We started on the archaeological component of the project in 2019 with a study of a newly discovered large lump of Neanderthal tar adhering to a flint flake. The tar object originates from Doggerland, the currently submerged North Sea basin. PI contributed to the design of a comprehensive analytical workflow. We 1) established the age of the artefact and 2) its geological provenance, allowing us to ascertain Neanderthal authorship. We then 3) analysed the object chemically, allowing us to conclude it represents birch bark tar and 4) CT-scanned it. This led to a best-fit interpretation of the production technique Neanderthals used. The final publication (Niekus et al. 2019 PNAS) generated much academic and public interest. The find was featured among others in Dutch national newspapers, on BBC world service and in National Geographic magazine. A productive exchange of views in PNAS followed (Kozowyk et al. 2020; Schmidt et al 2019).
Since then we analysed Mesolithic bone harpoons from the same context. As with the Neanderthal tar, this represents a citizen science endeavour in collaboration with amateur archaeologists who found the objects. For this project an elaboration of the workflow applied to the Neanderthal tar was designed, with analysis now also including SEM, FTIR, Raman spectrography and XRD analysis. This represents an important comparative dataset for the Neanderthal tar. The bone points, a non-lithic material, also inform on whether different adhesive recipes are better suited to different materials. This has resulted in the presentation of initial results at academic conferences and a the Neanderthal tar find and a number of the harpoons with adhesives were featured in a major exhibition of the archaeology of Doggerland at the Dutch National Museum of Antiquities (RMO).

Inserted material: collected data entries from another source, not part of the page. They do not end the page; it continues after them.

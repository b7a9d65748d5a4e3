//! skillmap reset - Clear progress recorded under the active page source.
//!
//! Progress under other page sources is left untouched.

use std::path::PathBuf;

use clap::Args;
use serde_json::json;

use crate::app::AppContext;
use crate::cli::ProgressFiles;
use crate::cli::commands::open_session;
use crate::cli::output::{HumanLayout, emit_human, emit_json, robot_ok};
use crate::error::Result;
use crate::state::Action;

#[derive(Args, Debug)]
pub struct ResetArgs {
    /// Learner record (default: storage.user_path)
    #[arg(long)]
    pub user: Option<PathBuf>,
}

pub fn run(ctx: &AppContext, args: &ResetArgs) -> Result<()> {
    let files = ProgressFiles {
        maps: None,
        user: args.user.clone(),
    };
    let mut session = open_session(ctx, &files)?;
    let cleared_maps = session
        .state()
        .user
        .source_progress(&ctx.source_url)
        .map_or(0, |maps| maps.len());

    session.store.dispatch(Action::ResetUser);
    session.save()?;

    if ctx.robot_mode {
        return emit_json(&robot_ok(json!({
            "source": ctx.source_url,
            "cleared_maps": cleared_maps,
            "path": session.user_store.path().display().to_string(),
        })));
    }

    let mut layout = HumanLayout::new();
    layout.title("Progress Reset");
    layout
        .kv("Source", &ctx.source_url)
        .kv("Maps cleared", &cleared_maps.to_string());
    emit_human(layout);
    Ok(())
}
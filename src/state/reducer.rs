//! Progress state machine.
//!
//! [`reduce`] maps `(state, action)` to a new state. The input state is never
//! modified; every write lands on a copy and goes through the upsert helpers
//! on [`UserState`].

use chrono::{DateTime, Utc};
use tracing::{debug, info, warn};

use crate::core::graph::{
    get_completed_tags, get_finished_nodes, is_reward_node, lookup_activity_progress,
};
use crate::core::map::{NodeKind, SkillMap};
use crate::core::migration::{apply_user_migrations, apply_user_upgrades};
use crate::core::progress::{CompletionState, ProgressPath, USER_VERSION, UserState};
use crate::state::{
    Action, DEFAULT_DESCRIPTION, DEFAULT_TITLE, EditorStage, EditorViewState, ModalState,
    SelectedItem, ShareState, SkillGraphTheme, SkillMapState,
};

/// Apply one intent. `now` stamps first-completion times.
#[allow(clippy::too_many_lines)]
pub fn reduce(state: &SkillMapState, action: Action, now: DateTime<Utc>) -> SkillMapState {
    debug!(action = action.name(), source = %state.page_source_url, "reduce");
    let mut next = state.clone();

    match action {
        Action::AddSkillMap(map) => {
            next.maps.insert(map.map_id.clone(), map);
        }
        Action::ClearSkillMaps => next.maps.clear(),
        Action::ClearMetadata => {
            next.title = DEFAULT_TITLE.to_string();
            next.description = DEFAULT_DESCRIPTION.to_string();
            next.info_url = None;
            next.background_image_url = None;
            next.banner_image_url = None;
            next.alternate_source_urls = None;
            next.theme = SkillGraphTheme::default();
        }
        Action::ChangeSelectedItem {
            map_id,
            activity_id,
        } => {
            next.selected_item = Some(SelectedItem {
                map_id,
                activity_id,
            });
        }
        Action::SetSkillMapCompleted { map_id } => {
            next.user
                .upsert_map(&state.page_source_url, &map_id)
                .completion_state
                .advance(CompletionState::Completed);
        }

        Action::OpenActivity {
            map_id,
            activity_id,
            carryover_code,
            previous_header_id,
        } => {
            let current_header_id =
                lookup_activity_progress(&state.user, &state.page_source_url, &map_id, &activity_id)
                    .and_then(|progress| progress.header_id.clone());
            next.editor_view = Some(EditorViewState {
                current_map_id: map_id,
                current_activity_id: activity_id,
                current_header_id,
                allow_code_carryover: carryover_code,
                previous_header_id,
                state: EditorStage::Active,
            });
        }
        Action::SaveAndCloseActivity => match next.editor_view.as_mut() {
            Some(view) => view.state = EditorStage::Saving,
            None => warn!("save-and-close with no open activity"),
        },
        Action::CloseActivity { finished } => close_activity(state, &mut next, finished, now),
        Action::RestartActivity {
            map_id,
            activity_id,
            carryover_code,
            previous_header_id,
        } => {
            next.modal = None;
            let path = ProgressPath::new(&state.page_source_url, &map_id, &activity_id);
            set_header_for_activity(&mut next.user, path, None, None, None, false, now);
            next.editor_view = Some(EditorViewState {
                current_map_id: map_id,
                current_activity_id: activity_id,
                current_header_id: None,
                allow_code_carryover: carryover_code,
                previous_header_id,
                state: EditorStage::Active,
            });
        }
        Action::SetHeaderForActivity {
            map_id,
            activity_id,
            header_id,
            current_step,
            max_steps,
            is_completed,
        } => {
            if let Some(view) = next.editor_view.as_mut() {
                if view.current_map_id == map_id && view.current_activity_id == activity_id {
                    view.current_header_id.clone_from(&header_id);
                }
            }
            let path = ProgressPath::new(&state.page_source_url, &map_id, &activity_id);
            set_header_for_activity(
                &mut next.user,
                path,
                header_id,
                current_step,
                max_steps,
                is_completed,
                now,
            );
        }

        Action::SetUser(raw) => next.user = load_user(state, raw),
        Action::ResetUser => {
            info!(source = %state.page_source_url, "resetting learner progress");
            next.user.clear_source(&state.page_source_url);
        }
        Action::UpdateUserCompletedTags => {
            if !state.page_source_url.is_empty() {
                let tags =
                    get_completed_tags(&state.user, &state.page_source_url, state.maps.values());
                next.user
                    .completed_tags
                    .insert(state.page_source_url.clone(), tags);
            }
        }

        Action::SetShareStatus { header_id, url } => {
            next.share_state = (header_id.is_some() || url.is_some())
                .then_some(ShareState { header_id, url });
        }
        Action::SetPageTitle(title) => next.title = title,
        Action::SetPageDescription(description) => next.description = description,
        Action::SetPageInfoUrl(url) => next.info_url = url,
        Action::SetPageBackgroundImageUrl(url) => next.background_image_url = url,
        Action::SetPageBannerImageUrl(url) => next.banner_image_url = url,
        Action::SetPageTheme(theme) => next.theme = theme,
        Action::SetPageSourceUrl { url, status } => {
            next.page_source_url = url;
            next.page_source_status = status;
        }
        Action::SetPageAlternateUrls(urls) => next.alternate_source_urls = urls,

        Action::ShowModal {
            kind,
            map_id,
            activity_id,
        } => {
            next.modal = Some(ModalState {
                kind,
                current_map_id: map_id,
                current_activity_id: activity_id,
            });
        }
        Action::HideModal => next.modal = None,
        Action::ShowUserProfile => next.show_profile = true,
        Action::HideUserProfile => next.show_profile = false,
        Action::SetUserProfile(profile) => {
            next.auth.signed_in = profile
                .as_ref()
                .and_then(|p| p.id.as_deref())
                .is_some_and(|id| !id.is_empty());
            next.auth.profile = profile;
        }
        Action::SetUserPreferences(preferences) => next.auth.preferences = preferences,
        Action::UserLogOut => next.auth.signed_in = false,
    }

    next
}

/// Whether an activity may start from the previous activity's project.
pub fn should_allow_code_carryover(state: &SkillMapState, map_id: &str, activity_id: &str) -> bool {
    state
        .map(map_id)
        .and_then(|map| map.node(activity_id))
        .is_some_and(|node| node.kind == NodeKind::Activity && node.allow_code_carryover)
}

fn close_activity(
    state: &SkillMapState,
    next: &mut SkillMapState,
    finished: bool,
    now: DateTime<Utc>,
) {
    let Some(view) = next.editor_view.take() else {
        warn!("close-activity with no open activity");
        return;
    };
    if !finished {
        return;
    }
    let Some(map) = state.map(&view.current_map_id) else {
        warn!(map_id = %view.current_map_id, "closed activity belongs to a map that is not loaded");
        return;
    };

    let source = state.page_source_url.as_str();
    let finished_nodes = get_finished_nodes(map, &view.current_activity_id);

    if let Some(reward) = finished_nodes.iter().find(|node| is_reward_node(node)) {
        if lookup_activity_progress(&state.user, source, &map.map_id, &reward.activity_id)
            .is_none()
        {
            next.selected_item = Some(SelectedItem {
                map_id: map.map_id.clone(),
                activity_id: reward.activity_id.clone(),
            });
        }
    }

    let ids: Vec<&str> = finished_nodes
        .iter()
        .map(|node| node.activity_id.as_str())
        .collect();
    set_activity_finished(&mut next.user, source, map, &ids, now);
}

/// Upsert one activity record. Completion is OR'd, never cleared.
fn set_header_for_activity(
    user: &mut UserState,
    path: ProgressPath<'_>,
    header_id: Option<String>,
    current_step: Option<u32>,
    max_steps: Option<u32>,
    is_completed: bool,
    now: DateTime<Utc>,
) {
    let entry = user.upsert_activity(path);
    entry.header_id = header_id;
    entry.current_step = current_step;
    entry.max_steps = max_steps;
    if is_completed {
        entry.mark_completed(now);
    }
}

/// Complete every node in `activity_ids`, advancing the map to
/// `transitioning` the first time a reward node is reached.
fn set_activity_finished(
    user: &mut UserState,
    source: &str,
    map: &SkillMap,
    activity_ids: &[&str],
    now: DateTime<Utc>,
) {
    let mut should_transition = false;

    for &activity_id in activity_ids {
        let path = ProgressPath::new(source, &map.map_id, activity_id);
        let was_completed = user.activity_progress(path).is_some_and(|s| s.is_completed);
        let is_reward = map.node(activity_id).is_some_and(is_reward_node);
        should_transition |= is_reward && !was_completed;
        user.upsert_activity(path).mark_completed(now);
    }

    if should_transition {
        debug!(map_id = %map.map_id, "reward reached; map transitioning");
        user.upsert_map(source, &map.map_id)
            .completion_state
            .advance(CompletionState::Transitioning);
    }
}

/// Upgrade, migrate, then back-fill an empty record for every loaded map.
fn load_user(state: &SkillMapState, raw: serde_json::Value) -> UserState {
    let source = state.page_source_url.as_str();
    let mut user = apply_user_upgrades(raw, USER_VERSION, source, state.maps.values());

    if let Some(alternates) = &state.alternate_source_urls {
        user = apply_user_migrations(user, source, alternates);
    }

    user.map_progress.entry(source.to_string()).or_default();
    for map_id in state.maps.keys() {
        user.upsert_map(source, map_id);
    }

    info!(user = %user.id, source, maps = state.maps.len(), "user loaded");
    user
}
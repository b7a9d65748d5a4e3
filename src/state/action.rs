//! The closed set of intents the reducer accepts.

use serde_json::Value;

use crate::core::map::SkillMap;
use crate::state::{ModalType, PageSourceStatus, SkillGraphTheme, UserProfile};

#[derive(Debug, Clone, PartialEq)]
pub enum Action {
    // Maps and metadata
    AddSkillMap(SkillMap),
    ClearSkillMaps,
    ClearMetadata,
    ChangeSelectedItem {
        map_id: String,
        activity_id: String,
    },
    SetSkillMapCompleted {
        map_id: String,
    },

    // Editor lifecycle
    OpenActivity {
        map_id: String,
        activity_id: String,
        carryover_code: bool,
        previous_header_id: Option<String>,
    },
    SaveAndCloseActivity,
    CloseActivity {
        finished: bool,
    },
    RestartActivity {
        map_id: String,
        activity_id: String,
        carryover_code: bool,
        previous_header_id: Option<String>,
    },
    SetHeaderForActivity {
        map_id: String,
        activity_id: String,
        header_id: Option<String>,
        current_step: Option<u32>,
        max_steps: Option<u32>,
        is_completed: bool,
    },

    // User progress
    /// Raw persisted record, possibly from an older schema.
    SetUser(Value),
    ResetUser,
    UpdateUserCompletedTags,

    SetShareStatus {
        header_id: Option<String>,
        url: Option<String>,
    },

    // Page metadata
    SetPageTitle(String),
    SetPageDescription(String),
    SetPageInfoUrl(Option<String>),
    SetPageBackgroundImageUrl(Option<String>),
    SetPageBannerImageUrl(Option<String>),
    SetPageTheme(SkillGraphTheme),
    SetPageSourceUrl {
        url: String,
        status: PageSourceStatus,
    },
    SetPageAlternateUrls(Option<Vec<String>>),

    // Modals and profile
    ShowModal {
        kind: ModalType,
        map_id: Option<String>,
        activity_id: Option<String>,
    },
    HideModal,
    ShowUserProfile,
    HideUserProfile,
    SetUserProfile(Option<UserProfile>),
    SetUserPreferences(Option<Value>),
    UserLogOut,
}

impl Action {
    pub fn open_activity(map_id: impl Into<String>, activity_id: impl Into<String>) -> Self {
        Self::OpenActivity {
            map_id: map_id.into(),
            activity_id: activity_id.into(),
            carryover_code: false,
            previous_header_id: None,
        }
    }

    pub fn restart_activity(map_id: impl Into<String>, activity_id: impl Into<String>) -> Self {
        Self::RestartActivity {
            map_id: map_id.into(),
            activity_id: activity_id.into(),
            carryover_code: false,
            previous_header_id: None,
        }
    }

    pub fn set_header(
        map_id: impl Into<String>,
        activity_id: impl Into<String>,
        header_id: Option<&str>,
        current_step: Option<u32>,
        max_steps: Option<u32>,
        is_completed: bool,
    ) -> Self {
        Self::SetHeaderForActivity {
            map_id: map_id.into(),
            activity_id: activity_id.into(),
            header_id: header_id.map(str::to_string),
            current_step,
            max_steps,
            is_completed,
        }
    }

    pub fn show_modal(kind: ModalType) -> Self {
        Self::ShowModal {
            kind,
            map_id: None,
            activity_id: None,
        }
    }

    pub fn show_activity_modal(
        kind: ModalType,
        map_id: impl Into<String>,
        activity_id: impl Into<String>,
    ) -> Self {
        Self::ShowModal {
            kind,
            map_id: Some(map_id.into()),
            activity_id: Some(activity_id.into()),
        }
    }

    /// Stable intent name for logs.
    pub const fn name(&self) -> &'static str {
        match self {
            Self::AddSkillMap(_) => "ADD_SKILL_MAP",
            Self::ClearSkillMaps => "CLEAR_SKILL_MAPS",
            Self::ClearMetadata => "CLEAR_METADATA",
            Self::ChangeSelectedItem { .. } => "CHANGE_SELECTED_ITEM",
            Self::SetSkillMapCompleted { .. } => "SET_SKILL_MAP_COMPLETED",
            Self::OpenActivity { .. } => "OPEN_ACTIVITY",
            Self::SaveAndCloseActivity => "SAVE_AND_CLOSE_ACTIVITY",
            Self::CloseActivity { .. } => "CLOSE_ACTIVITY",
            Self::RestartActivity { .. } => "RESTART_ACTIVITY",
            Self::SetHeaderForActivity { .. } => "SET_HEADERID_FOR_ACTIVITY",
            Self::SetUser(_) => "SET_USER",
            Self::ResetUser => "RESET_USER",
            Self::UpdateUserCompletedTags => "UPDATE_USER_COMPLETED_TAGS",
            Self::SetShareStatus { .. } => "SET_SHARE_STATUS",
            Self::SetPageTitle(_) => "SET_PAGE_TITLE",
            Self::SetPageDescription(_) => "SET_PAGE_DESCRIPTION",
            Self::SetPageInfoUrl(_) => "SET_PAGE_INFO_URL",
            Self::SetPageBackgroundImageUrl(_) => "SET_PAGE_BACKGROUND_IMAGE_URL",
            Self::SetPageBannerImageUrl(_) => "SET_PAGE_BANNER_IMAGE_URL",
            Self::SetPageTheme(_) => "SET_PAGE_THEME",
            Self::SetPageSourceUrl { .. } => "SET_PAGE_SOURCE_URL",
            Self::SetPageAlternateUrls(_) => "SET_PAGE_ALTERNATE_URLS",
            Self::ShowModal { .. } => "SHOW_MODAL",
            Self::HideModal => "HIDE_MODAL",
            Self::ShowUserProfile => "SHOW_USER_PROFILE",
            Self::HideUserProfile => "HIDE_USER_PROFILE",
            Self::SetUserProfile(_) => "SET_USER_PROFILE",
            Self::SetUserPreferences(_) => "SET_USER_PREFERENCES",
            Self::UserLogOut => "USER_LOG_OUT",
        }
    }
}
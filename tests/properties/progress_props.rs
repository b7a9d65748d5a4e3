use proptest::prelude::*;

use skillmap::core::migration::apply_user_migrations;
use skillmap::core::progress::{ProgressPath, UserState};
use skillmap::state::{Action, PageSourceStatus, SkillMapState, reduce};
use skillmap::test_utils::fixtures::fixed_now;

const SOURCES: &[&str] = &["default", "https://a.example", "https://b.example"];

/// (source, map, activity, completed, header)
type Entry = (String, String, String, bool, Option<String>);

fn arb_entry() -> impl Strategy<Value = Entry> {
    (
        prop::sample::select(SOURCES).prop_map(str::to_string),
        "m[0-3]",
        "a[0-5]",
        any::<bool>(),
        prop::option::of("[a-z]{4}"),
    )
}

fn user_from(entries: &[Entry]) -> UserState {
    let mut user = UserState::new("learner");
    for (source, map_id, activity_id, completed, header) in entries {
        let state = user.upsert_activity(ProgressPath::new(source, map_id, activity_id));
        state.is_completed |= *completed;
        state.header_id.clone_from(header);
    }
    user
}

proptest! {
    #[test]
    fn reset_touches_only_the_active_source(
        entries in prop::collection::vec(arb_entry(), 0..30),
        active in prop::sample::select(SOURCES),
    ) {
        let mut state = SkillMapState::with_user(user_from(&entries));
        state = reduce(
            &state,
            Action::SetPageSourceUrl {
                url: active.to_string(),
                status: PageSourceStatus::Approved,
            },
            fixed_now(),
        );
        let before = state.user.clone();
        let after = reduce(&state, Action::ResetUser, fixed_now()).user;

        prop_assert!(after.source_progress(active).is_some_and(|maps| maps.is_empty()));
        for source in SOURCES.iter().filter(|s| **s != active) {
            prop_assert_eq!(after.source_progress(source), before.source_progress(source));
            prop_assert_eq!(after.completed_tags.get(*source), before.completed_tags.get(*source));
        }
    }

    #[test]
    fn migration_never_overwrites_active_progress(
        entries in prop::collection::vec(arb_entry(), 0..30),
    ) {
        let user = user_from(&entries);
        let active = "default";
        let alternates = vec!["https://a.example".to_string(), "https://b.example".to_string()];
        let migrated = apply_user_migrations(user.clone(), active, &alternates);

        if let Some(existing) = user.source_progress(active) {
            for (map_id, progress) in existing {
                prop_assert_eq!(migrated.map_progress_for(active, map_id), Some(progress));
            }
        }
        for alternate in &alternates {
            prop_assert_eq!(migrated.source_progress(alternate), user.source_progress(alternate));
            for map_id in user.source_progress(alternate).into_iter().flat_map(|m| m.keys()) {
                prop_assert!(migrated.map_progress_for(active, map_id).is_some());
            }
        }
    }

    #[test]
    fn migration_is_idempotent(entries in prop::collection::vec(arb_entry(), 0..30)) {
        let alternates = vec!["https://a.example".to_string()];
        let once = apply_user_migrations(user_from(&entries), "default", &alternates);
        let twice = apply_user_migrations(once.clone(), "default", &alternates);
        prop_assert_eq!(once, twice);
    }
}
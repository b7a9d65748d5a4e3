//! Standardized error codes for machine-parseable output.
//!
//! Error codes follow a numeric taxonomy:
//! - 1xx: Skill map errors
//! - 3xx: Config errors
//! - 6xx: Storage errors
//! - 9xx: Internal errors

use serde::{Deserialize, Serialize};

/// Standardized error codes for robot mode output.
#[derive(Debug, Clone, Copy, PartialEq, Eq, Hash, Serialize, Deserialize)]
#[serde(rename_all = "SCREAMING_SNAKE_CASE")]
pub enum ErrorCode {
    // ========================================
    // Skill map errors (1xx)
    // ========================================
    /// E101: Requested map is not in the loaded documents
    MapNotFound,
    /// E102: Requested activity is not in its map
    ActivityNotFound,
    /// E103: Map document could not be parsed
    MapParseError,

    // ========================================
    // Config errors (3xx)
    // ========================================
    /// E302: Config file has invalid syntax or values
    ConfigInvalid,
    /// E304: Required config value is missing
    ConfigMissingRequired,

    // ========================================
    // Storage errors (6xx)
    // ========================================
    /// E601: Failed to read from storage
    StorageReadError,
    /// E602: Failed to write to storage
    StorageWriteError,
    /// E605: Serialization/deserialization failed
    SerializationError,

    // ========================================
    // Internal errors (9xx)
    // ========================================
    /// E906: IO operation failed
    IoError,
}

impl ErrorCode {
    /// Get the numeric error code (e.g., `MapNotFound` -> 101).
    #[must_use]
    pub const fn numeric(&self) -> u16 {
        match self {
            Self::MapNotFound => 101,
            Self::ActivityNotFound => 102,
            Self::MapParseError => 103,

            Self::ConfigInvalid => 302,
            Self::ConfigMissingRequired => 304,

            Self::StorageReadError => 601,
            Self::StorageWriteError => 602,
            Self::SerializationError => 605,

            Self::IoError => 906,
        }
    }

    /// Get the error code as a formatted string (e.g., "E101").
    #[must_use]
    pub fn code_string(&self) -> String {
        format!("E{}", self.numeric())
    }

    /// Get the default suggestion for this error code.
    #[must_use]
    pub const fn suggestion(&self) -> &'static str {
        match self {
            Self::MapNotFound => "Run `skillmap status --maps <file>` to list the maps in the document",
            Self::ActivityNotFound => "Check the activity id against the map's `activities` table",
            Self::MapParseError => "The map document must be a JSON array or object of skill maps",

            Self::ConfigInvalid => "Check TOML syntax in the config file and SKILLMAP_* environment values",
            Self::ConfigMissingRequired => "Pass the value on the command line or set it in config.toml",

            Self::StorageReadError => "Check the path and read permissions of the maps or progress file",
            Self::StorageWriteError => "Check disk space and write permissions on the progress directory",
            Self::SerializationError => "The data format may be corrupted. Check input data for validity",

            Self::IoError => "File operation failed. Check path exists and permissions are correct",
        }
    }

    /// Check if this error is potentially recoverable by the user.
    #[must_use]
    pub const fn is_recoverable(&self) -> bool {
        !matches!(self, Self::SerializationError)
    }

    /// Get the error category name.
    #[must_use]
    pub const fn category(&self) -> &'static str {
        match self.numeric() / 100 {
            1 => "map",
            3 => "config",
            6 => "storage",
            9 => "internal",
            _ => "unknown",
        }
    }
}

impl std::fmt::Display for ErrorCode {
    fn fmt(&self, f: &mut std::fmt::Formatter<'_>) -> std::fmt::Result {
        write!(f, "{}", self.code_string())
    }
}
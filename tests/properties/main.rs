//! Property suite entry point.

mod progress_props;
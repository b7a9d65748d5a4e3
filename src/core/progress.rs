//! Learner progress records.
//!
//! [`UserState`] is the only persisted entity. Progress is namespaced by page
//! source url, then by map id, then by activity id. All writes go through the
//! upsert helpers on [`UserState`] so the default for each missing level is
//! defined in exactly one place.

use std::collections::HashMap;

use chrono::{DateTime, Utc};
use serde::{Deserialize, Serialize};
use uuid::Uuid;

/// Current persisted schema version of [`UserState`].
pub const USER_VERSION: &str = "0.0.2";

/// Progress maps for one page source, keyed by map id.
pub type SourceProgress = HashMap<String, MapProgress>;

/// Completed tag counts for one page source.
pub type TagCounts = HashMap<String, u32>;

/// Progress through a single activity.
#[derive(Debug, Clone, PartialEq, Eq, Serialize, Deserialize)]
#[serde(rename_all = "camelCase")]
pub struct ActivityState {
    pub activity_id: String,
    /// Once true, never reverts.
    #[serde(default)]
    pub is_completed: bool,
    /// Saved project reference for this activity.
    #[serde(default, skip_serializing_if = "Option::is_none")]
    pub header_id: Option<String>,
    #[serde(default, skip_serializing_if = "Option::is_none")]
    pub current_step: Option<u32>,
    #[serde(default, skip_serializing_if = "Option::is_none")]
    pub max_steps: Option<u32>,
    #[serde(
        default,
        with = "chrono::serde::ts_milliseconds_option",
        skip_serializing_if = "Option::is_none"
    )]
    pub completed_time: Option<DateTime<Utc>>,
}

impl ActivityState {
    pub fn new(activity_id: impl Into<String>) -> Self {
        Self {
            activity_id: activity_id.into(),
            is_completed: false,
            header_id: None,
            current_step: None,
            max_steps: None,
            completed_time: None,
        }
    }

    /// Mark complete, stamping `completed_time` only on the first completion.
    pub fn mark_completed(&mut self, now: DateTime<Utc>) {
        self.is_completed = true;
        if self.completed_time.is_none() {
            self.completed_time = Some(now);
        }
    }
}

/// Map-level completion. Ordered: variants only advance forward.
#[derive(
    Debug, Clone, Copy, Default, PartialEq, Eq, PartialOrd, Ord, Hash, Serialize, Deserialize,
)]
#[serde(rename_all = "lowercase")]
pub enum CompletionState {
    #[default]
    Incomplete,
    Transitioning,
    Completed,
}

impl CompletionState {
    /// Move forward to `to`; never regresses.
    pub fn advance(&mut self, to: Self) {
        if to > *self {
            *self = to;
        }
    }
}

impl std::fmt::Display for CompletionState {
    fn fmt(&self, f: &mut std::fmt::Formatter<'_>) -> std::fmt::Result {
        let label = match self {
            Self::Incomplete => "incomplete",
            Self::Transitioning => "transitioning",
            Self::Completed => "completed",
        };
        f.write_str(label)
    }
}

/// Progress through one skill map.
#[derive(Debug, Clone, PartialEq, Eq, Serialize, Deserialize)]
#[serde(rename_all = "camelCase")]
pub struct MapProgress {
    pub map_id: String,
    #[serde(default)]
    pub completion_state: CompletionState,
    #[serde(default)]
    pub activity_state: HashMap<String, ActivityState>,
}

impl MapProgress {
    pub fn new(map_id: impl Into<String>) -> Self {
        Self {
            map_id: map_id.into(),
            completion_state: CompletionState::Incomplete,
            activity_state: HashMap::new(),
        }
    }
}

/// Address of one activity record inside a [`UserState`].
#[derive(Debug, Clone, Copy, PartialEq, Eq)]
pub struct ProgressPath<'a> {
    pub source: &'a str,
    pub map_id: &'a str,
    pub activity_id: &'a str,
}

impl<'a> ProgressPath<'a> {
    pub const fn new(source: &'a str, map_id: &'a str, activity_id: &'a str) -> Self {
        Self {
            source,
            map_id,
            activity_id,
        }
    }
}

/// A learner's progress across every page source.
#[derive(Debug, Clone, PartialEq, Eq, Serialize, Deserialize)]
#[serde(rename_all = "camelCase")]
pub struct UserState {
    pub version: String,
    pub id: String,
    #[serde(default)]
    pub is_debug: bool,
    #[serde(default)]
    pub map_progress: HashMap<String, SourceProgress>,
    #[serde(default)]
    pub completed_tags: HashMap<String, TagCounts>,
}

impl Default for UserState {
    fn default() -> Self {
        Self::generate()
    }
}

impl UserState {
    pub fn new(id: impl Into<String>) -> Self {
        Self {
            version: USER_VERSION.to_string(),
            id: id.into(),
            is_debug: false,
            map_progress: HashMap::new(),
            completed_tags: HashMap::new(),
        }
    }

    /// Fresh user with a random id.
    pub fn generate() -> Self {
        Self::new(Uuid::new_v4().to_string())
    }

    pub fn source_progress(&self, source: &str) -> Option<&SourceProgress> {
        self.map_progress.get(source)
    }

    pub fn map_progress_for(&self, source: &str, map_id: &str) -> Option<&MapProgress> {
        self.map_progress.get(source)?.get(map_id)
    }

    pub fn activity_progress(&self, path: ProgressPath<'_>) -> Option<&ActivityState> {
        self.map_progress_for(path.source, path.map_id)?
            .activity_state
            .get(path.activity_id)
    }

    /// Existing map record, or an incomplete one inserted for `map_id`.
    pub fn upsert_map(&mut self, source: &str, map_id: &str) -> &mut MapProgress {
        self.map_progress
            .entry(source.to_string())
            .or_default()
            .entry(map_id.to_string())
            .or_insert_with(|| MapProgress::new(map_id))
    }

    /// Existing activity record, or a not-completed one inserted at `path`.
    pub fn upsert_activity(&mut self, path: ProgressPath<'_>) -> &mut ActivityState {
        self.upsert_map(path.source, path.map_id)
            .activity_state
            .entry(path.activity_id.to_string())
            .or_insert_with(|| ActivityState::new(path.activity_id))
    }

    /// Drop all progress and tags recorded for `source`, leaving it empty.
    pub fn clear_source(&mut self, source: &str) {
        self.map_progress.insert(source.to_string(), SourceProgress::new());
        self.completed_tags.insert(source.to_string(), TagCounts::new());
    }
}
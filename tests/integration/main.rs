//! Integration suite entry point.

mod persistence_tests;
mod scenario_tests;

Experimental archaeology is one of the three information pillars of this project, next to the archaeological and ethnographic records experiments allows to check and test ideas. To ascertain the performance of adhesives on bone points, we conducted shooting experiments. In addition, we finalised so-called preservation experiments in which we tested if there is a bias in the adhesives that we find archaeologically. We found that tar preserves much better than resins and gums and this means that what archaeologists find and analyse now, is only a small and limited portion of what people in past used. Finally, we conducted a range of experiments on differing methods of the production of birch bark tar. The tar made in these experiments are part of our work flow study and chemical study into biomarkers; for example we hope to identify biomarkers that are characteristic for specific production methods.
In parallel, we have started adapting formal modelling methods used in business and industry to archaeological application. We focus on Petrie-net modelling. As proof-of-concept the modelling approach was first applied to an ethnographic case-study and the episode of experimental tar production. We found that by modelling a technological system, we can measure its complexity. The first modelling results were presented at several academic conferences. In the future this work will be expanded and we will compare different ways of Neanderthal tar production. Also we will recreate the production of other adhesive types, such as resin-based compound glues. We will further apply our modelling approach on published ethnographic data, and specifically our compiled ethnographic database of adhesive production and use, which currently contains 800 entries. In the future we will also record and model traditional adhesive production in Zambia. These observations will fine tune the Petri nets models.
This work stimulated the consolidation of knowledge of adhesive use throughout human history and the analytical tools available to researchers to determine adhesive composition and production processes. This has resulted in the contribution of an extended encyclopaedic lemma (Langejans et al. in press, Oxford Research Encyclopedia Anthropology).